Sembra una cosa impossibile, ma non lo è. In un certo momento della sua vita Morlotti stesso aveva deciso di donare alla città una parte della sua collezione privata, contente opere sue e lavori di altri artisti. L’amico Romano Troiani, anch’egli pittore, aveva funto da tramite con le istituzioni della città ma alla fine la cosa non andò in porto… Poi ci fu il caso dei Morlotti di Sofia Loren e Carlo Ponti. Quando vennero indagati per evasione fiscale, parte della loro collezione, contenente un centinaio di Morlotti, venne confiscata. Ben 35 quadri di Morlotti furono destinati alla città di Lecco. Vi rimasero per qualche anno, ma tornarono ai precedenti proprietari dopo che vinsero il ricordo in cassazione. Dopo questa serie di vicende un po’ sfortunate, finalmente oggi possiamo ammirare un Morlotti di altissima qualità nelle collezioni della sua città natale.
Oltre all’Adda a Imbersago del 1955, quali sono le altre opere di Ennio Morlotti che hai scelto per questa mostra e in che momento della sua carriera artistica si collocano?
L’Adda a Imbersago si colloca al termine del percorso espositivo, in una sala che ospita già la collezione permanente. Essendo datato 1955, il dipinto termina idealmente il percorso della mostra, che è dedicato al paesaggio italiano tra le due guerre. I quadri che invece ho deciso di esporre in mostra sono Sera (1944-1946) e Collina (1945). Questi due paesaggi sono opere degli anni quaranta, anni in cui Morlotti non può fare a meno di confrontarsi con Picasso, che è in questo periodo il suo (e di molti) modello morale.

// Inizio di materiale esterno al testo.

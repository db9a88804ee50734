mod config;
mod save;

use log::{info, warn};
use macroquad::prelude::*;

use crate::core::cell::{board_pixel_size, BOARD_ORIGIN};
use crate::core::svg;
use crate::input;
use crate::rendering::{self, PreviewPanel};
use crate::state::{EditorPhase, EditorState};
use crate::ui;

use config::AppConfig;
use save::{write_logo, SaveJob};

fn preview_origin() -> Vec2 {
    // Right of the palette panel
    Vec2::new(BOARD_ORIGIN.x + board_pixel_size() + 310.0, BOARD_ORIGIN.y + 16.0)
}

pub async fn run() {
    let config = AppConfig::from_env();
    info!(
        "logo constructor opened; saves go to {}",
        config.out_path.display()
    );

    let mut state = EditorState::new();
    let mut preview = PreviewPanel::new();
    let mut save_job: Option<SaveJob> = None;

    loop {
        clear_background(Color::from_rgba(243, 244, 246, 255));

        rendering::draw_board(&state.grid);
        preview.refresh(&svg::serialize(&state.grid));
        preview.draw(preview_origin());

        let (clicks, controls_hot) = ui::render_controls(&state);
        let palette_hot = ui::render_palette(&mut state);

        let save_hotkey = input::handle_input(&mut state, controls_hot || palette_hot);
        rendering::draw_hover_highlight(&state);

        if clicks.clear {
            state.clear();
        }
        if clicks.cancel {
            state.cancel();
        }
        if (clicks.save || save_hotkey) && save_job.is_none() {
            // The payload is frozen here; edits made while the save is in
            // flight do not reach it
            if let Some(payload) = state.begin_save() {
                info!("dispatching logo save ({} bytes)", payload.len());
                let path = config.out_path.clone();
                save_job = Some(SaveJob::dispatch(payload, move |markup| {
                    write_logo(&path, markup)
                }));
            }
        }

        if let Some(job) = &save_job {
            if let Some(outcome) = job.poll() {
                save_job = None;
                match &outcome {
                    Ok(()) => info!("logo saved"),
                    Err(message) => warn!("logo save failed: {}", message),
                }
                state.complete_save(outcome);
            }
        }

        match state.phase() {
            EditorPhase::Saved => {
                info!("session finished; logo handed to caller");
                break;
            }
            EditorPhase::Cancelled => {
                info!("session cancelled; grid discarded");
                break;
            }
            EditorPhase::Editing | EditorPhase::Saving => {}
        }

        next_frame().await
    }
}
pub mod buttons;
pub mod palette;

pub use buttons::{render_controls, ControlClicks};
pub use palette::render_palette;
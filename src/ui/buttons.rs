use macroquad::prelude::*;

use crate::state::{EditorPhase, EditorState};

/// Which controls were clicked this frame
#[derive(Default)]
pub struct ControlClicks {
    pub save: bool,
    pub cancel: bool,
    pub clear: bool,
}

pub fn draw_button(text: &str, x: f32, y: f32, width: f32, height: f32, enabled: bool) -> bool {
    let color = if enabled { GRAY } else { LIGHTGRAY };
    let rect = Rect::new(x, y, width, height);
    draw_rectangle(x, y, width, height, color);
    draw_rectangle_lines(x, y, width, height, 2.0, BLACK);
    let text_size = measure_text(text, None, 20, 1.0);
    let text_x = x + (width - text_size.width) / 2.0;
    let text_y = y + (height + text_size.height) / 2.0;
    let text_color = if enabled { BLACK } else { DARKGRAY };
    draw_text(text, text_x, text_y, 20.0, text_color);
    enabled
        && is_mouse_button_pressed(MouseButton::Left)
        && rect.contains(Vec2::from(mouse_position()))
}

/// Save/Cancel/Clear row with the flow's status line. The save button is
/// disabled for an empty board and while a save is in flight; the last save
/// error stays visible until the next attempt.
pub fn render_controls(state: &EditorState) -> (ControlClicks, bool) {
    let mut clicks = ControlClicks::default();
    let row_y = 12.0;
    let saving = state.phase() == EditorPhase::Saving;

    let save_label = if saving { "Saving..." } else { "Save" };
    if draw_button(save_label, 24.0, row_y, 90.0, 30.0, state.can_save()) {
        clicks.save = true;
    }
    if draw_button("Cancel", 124.0, row_y, 90.0, 30.0, !saving) {
        clicks.cancel = true;
    }
    if draw_button("Clear", 224.0, row_y, 90.0, 30.0, true) {
        clicks.clear = true;
    }

    if let Some(message) = state.error() {
        draw_text(
            &format!("Save failed: {}", message),
            330.0,
            row_y + 21.0,
            18.0,
            Color::from_rgba(220, 38, 38, 255),
        );
    }

    let row_rect = Rect::new(24.0, row_y, 290.0, 30.0);
    let hot = row_rect.contains(Vec2::from(mouse_position()));
    (clicks, hot)
}
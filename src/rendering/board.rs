use macroquad::prelude::*;

use crate::core::cell::{board_pixel_size, cell_to_screen, BOARD_ORIGIN, CELL_PIXELS};
use crate::core::grid::{LogoGrid, GRID_DIM};

// Light blue separators on a white board
fn grid_line_color() -> Color {
    Color::from_rgba(210, 225, 255, 255)
}

/// Draw the editing board: white backdrop, cell separators, painted cells.
/// Unpainted cells stay white here but are transparent in the exported logo.
pub fn draw_board(grid: &LogoGrid) {
    let size = board_pixel_size();

    draw_rectangle(BOARD_ORIGIN.x, BOARD_ORIGIN.y, size, size, WHITE);

    for i in 0..=GRID_DIM {
        let offset = i as f32 * CELL_PIXELS;
        draw_line(
            BOARD_ORIGIN.x + offset,
            BOARD_ORIGIN.y,
            BOARD_ORIGIN.x + offset,
            BOARD_ORIGIN.y + size,
            1.0,
            grid_line_color(),
        );
        draw_line(
            BOARD_ORIGIN.x,
            BOARD_ORIGIN.y + offset,
            BOARD_ORIGIN.x + size,
            BOARD_ORIGIN.y + offset,
            1.0,
            grid_line_color(),
        );
    }

    for (row, col, color) in grid.painted() {
        let pos = cell_to_screen(row, col);
        draw_rectangle(pos.x, pos.y, CELL_PIXELS, CELL_PIXELS, color.to_mq_color());
    }

    draw_rectangle_lines(BOARD_ORIGIN.x, BOARD_ORIGIN.y, size, size, 2.0, BLACK);
}
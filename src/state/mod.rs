//! Editor State Module
//!
//! Holds the whole state of one logo-constructor session: the canonical
//! 16x16 grid, the active palette color, the pointer drawing flag, and the
//! save/cancel flow phase. All mutations are synchronous; the serializer and
//! renderers see them on their next read.

use crate::core::color::{default_color, Rgba};
use crate::core::grid::LogoGrid;
use crate::core::svg;

/// Save/cancel flow phase. `Saved` and `Cancelled` are terminal: a finished
/// session is discarded, never resumed.
#[derive(Copy, Clone, Debug, PartialEq, Eq)]
pub enum EditorPhase {
    Editing,
    Saving,
    Saved,
    Cancelled,
}

pub struct EditorState {
    /// The currently selected palette color
    pub selected_color: Rgba,
    /// The canonical drawing state
    pub grid: LogoGrid,
    /// True while a pointer-down-drag stroke is active
    drawing: bool,
    /// Last cell the active stroke touched, for stroke interpolation
    last_stroke_cell: Option<(usize, usize)>,
    phase: EditorPhase,
    error: Option<String>,
}

impl EditorState {
    pub fn new() -> Self {
        EditorState {
            selected_color: default_color(),
            grid: LogoGrid::new(),
            drawing: false,
            last_stroke_cell: None,
            phase: EditorPhase::Editing,
            error: None,
        }
    }

    pub fn phase(&self) -> EditorPhase {
        self.phase
    }

    pub fn error(&self) -> Option<&str> {
        self.error.as_deref()
    }

    pub fn is_drawing(&self) -> bool {
        self.drawing
    }

    pub fn last_stroke_cell(&self) -> Option<(usize, usize)> {
        self.last_stroke_cell
    }

    fn closed(&self) -> bool {
        match self.phase {
            EditorPhase::Saved | EditorPhase::Cancelled => true,
            EditorPhase::Editing | EditorPhase::Saving => false,
        }
    }

    /// Last-write-wins; any color value is accepted
    pub fn select_color(&mut self, color: Rgba) {
        self.selected_color = color;
    }

    /// Single-click: toggle the cell against the selected color
    pub fn toggle_cell(&mut self, row: usize, col: usize) {
        if self.closed() {
            return;
        }
        self.grid.toggle(row, col, self.selected_color);
    }

    /// Pointer-down over a cell: start a stroke, then toggle like a click
    pub fn begin_paint(&mut self, row: usize, col: usize) {
        if self.closed() {
            return;
        }
        self.drawing = true;
        self.last_stroke_cell = Some((row, col));
        self.toggle_cell(row, col);
    }

    /// Pointer-enter while a stroke is active: unconditional paint. A drag
    /// always paints, never erases; without an active stroke this is inert.
    pub fn continue_paint(&mut self, row: usize, col: usize) {
        if !self.drawing || self.closed() {
            return;
        }
        self.grid.paint(row, col, self.selected_color);
        self.last_stroke_cell = Some((row, col));
    }

    /// Pointer-up anywhere, including outside the board; the stroke flag
    /// must never stick
    pub fn end_paint(&mut self) {
        self.drawing = false;
        self.last_stroke_cell = None;
    }

    pub fn clear(&mut self) {
        if self.closed() {
            return;
        }
        self.grid.clear();
    }

    /// The save control is enabled only for a non-empty grid in `Editing`;
    /// an all-empty board is not submittable, and at most one save may be
    /// outstanding
    pub fn can_save(&self) -> bool {
        self.phase == EditorPhase::Editing && !self.grid.is_empty()
    }

    /// Serialize the grid and enter `Saving`. The returned string is the
    /// in-flight payload, fixed at this instant; later grid edits do not
    /// alter it. Returns `None` when the guard refuses.
    pub fn begin_save(&mut self) -> Option<String> {
        if !self.can_save() {
            return None;
        }
        self.phase = EditorPhase::Saving;
        self.error = None;
        Some(svg::serialize(&self.grid))
    }

    /// Apply the external collaborator's outcome. Failure returns to
    /// `Editing` with the message surfaced and the grid preserved.
    pub fn complete_save(&mut self, outcome: Result<(), String>) {
        match self.phase {
            EditorPhase::Saving => match outcome {
                Ok(()) => self.phase = EditorPhase::Saved,
                Err(message) => {
                    self.phase = EditorPhase::Editing;
                    self.error = Some(message);
                }
            },
            // No save in flight; nothing to apply
            EditorPhase::Editing | EditorPhase::Saved | EditorPhase::Cancelled => {}
        }
    }

    /// Discard the session. Only an `Editing` session can cancel; a
    /// dispatched save runs to its outcome.
    pub fn cancel(&mut self) {
        if self.phase == EditorPhase::Editing {
            self.phase = EditorPhase::Cancelled;
        }
    }
}

#[cfg(test)]
mod tests {
    use super::*;
    use crate::core::color::PALETTE;
    use crate::core::svg;

    #[test]
    fn click_toggle_paints_then_erases() {
        let blue = Rgba::from_hex("#3b82f6").unwrap();
        let mut state = EditorState::new();
        state.select_color(blue);
        state.toggle_cell(0, 0);
        assert_eq!(state.grid.get(0, 0), Some(blue));
        state.toggle_cell(0, 0);
        assert_eq!(state.grid.get(0, 0), None);
    }

    #[test]
    fn drag_paints_every_entered_cell_until_release() {
        let mut state = EditorState::new();
        let color = state.selected_color;
        state.begin_paint(2, 2);
        state.continue_paint(2, 3);
        state.continue_paint(2, 4);
        state.end_paint();
        assert_eq!(state.grid.get(2, 2), Some(color));
        assert_eq!(state.grid.get(2, 3), Some(color));
        assert_eq!(state.grid.get(2, 4), Some(color));
        // Stroke is over; enter events no longer mutate
        state.continue_paint(2, 5);
        assert_eq!(state.grid.get(2, 5), None);
    }

    #[test]
    fn continue_paint_never_erases_a_matching_cell() {
        let mut state = EditorState::new();
        state.begin_paint(5, 5);
        assert_eq!(state.grid.get(5, 5), Some(state.selected_color));
        state.continue_paint(5, 5);
        assert_eq!(state.grid.get(5, 5), Some(state.selected_color));
    }

    #[test]
    fn end_paint_is_safe_without_a_stroke() {
        let mut state = EditorState::new();
        state.end_paint();
        assert!(!state.is_drawing());
    }

    #[test]
    fn empty_grid_cannot_save() {
        let mut state = EditorState::new();
        assert!(!state.can_save());
        assert_eq!(state.begin_save(), None);
        assert_eq!(state.phase(), EditorPhase::Editing);
    }

    #[test]
    fn painted_grid_saves_and_payload_ignores_later_edits() {
        let mut state = EditorState::new();
        state.toggle_cell(0, 0);
        assert!(state.can_save());
        let payload = state.begin_save().unwrap();
        assert_eq!(state.phase(), EditorPhase::Saving);
        // Edits after dispatch do not reach the in-flight payload
        state.toggle_cell(1, 1);
        assert_eq!(payload, {
            let mut grid = LogoGrid::new();
            grid.paint(0, 0, state.selected_color);
            svg::serialize(&grid)
        });
    }

    #[test]
    fn at_most_one_save_in_flight() {
        let mut state = EditorState::new();
        state.toggle_cell(0, 0);
        assert!(state.begin_save().is_some());
        assert!(!state.can_save());
        assert_eq!(state.begin_save(), None);
    }

    #[test]
    fn failed_save_returns_to_editing_with_grid_and_message_intact() {
        let mut state = EditorState::new();
        state.toggle_cell(3, 7);
        let before = state.grid.clone();
        state.begin_save().unwrap();
        state.complete_save(Err("network".to_string()));
        assert_eq!(state.phase(), EditorPhase::Editing);
        assert_eq!(state.error(), Some("network"));
        assert_eq!(state.grid, before);
    }

    #[test]
    fn retried_save_clears_the_previous_error() {
        let mut state = EditorState::new();
        state.toggle_cell(0, 0);
        state.begin_save().unwrap();
        state.complete_save(Err("network".to_string()));
        state.begin_save().unwrap();
        assert_eq!(state.error(), None);
        state.complete_save(Ok(()));
        assert_eq!(state.phase(), EditorPhase::Saved);
    }

    #[test]
    fn cancel_only_applies_while_editing() {
        let mut state = EditorState::new();
        state.toggle_cell(0, 0);
        state.begin_save().unwrap();
        state.cancel();
        assert_eq!(state.phase(), EditorPhase::Saving);
        state.complete_save(Ok(()));
        state.cancel();
        assert_eq!(state.phase(), EditorPhase::Saved);
    }

    #[test]
    fn terminal_phases_refuse_further_mutation() {
        let mut state = EditorState::new();
        state.cancel();
        assert_eq!(state.phase(), EditorPhase::Cancelled);
        state.toggle_cell(0, 0);
        state.begin_paint(1, 1);
        state.clear();
        assert!(state.grid.is_empty());
        assert_eq!(state.begin_save(), None);
    }

    #[test]
    fn selecting_another_color_changes_later_writes_only() {
        let mut state = EditorState::new();
        let first = state.selected_color;
        state.toggle_cell(0, 0);
        state.select_color(PALETTE[4]);
        state.toggle_cell(0, 1);
        assert_eq!(state.grid.get(0, 0), Some(first));
        assert_eq!(state.grid.get(0, 1), Some(PALETTE[4]));
    }
}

Molte delle opere che realizza in questi anni sono opere picassiane, ma al contempo Morlotti conosce un periodo di crisi artistica, durante il quale matura nel genere del paesaggio le opere più riuscite. Se ne accorgono i critici, se ne accorge lui stesso. Negli anni Cinquanta infatti Morlotti saluta Picasso e torna a Cézanne, il suo primo amore. Per capire Cézanne però deve passare da Morandi. Ed è proprio Morandi il modello diretto dei paesaggi di Morlotti degli anni Quaranta…
È infatti noto un aneddoto riportato dallo stesso Morlotti in un’intervista, secondo cui Roberto Longhi, vedendo alcune sue opere esposte alla Galleria Il Milione di Milano, lo definì pittore “morandiano così interessante”. In che modo Morlotti si confronta con Morandi nella pittura di paesaggio?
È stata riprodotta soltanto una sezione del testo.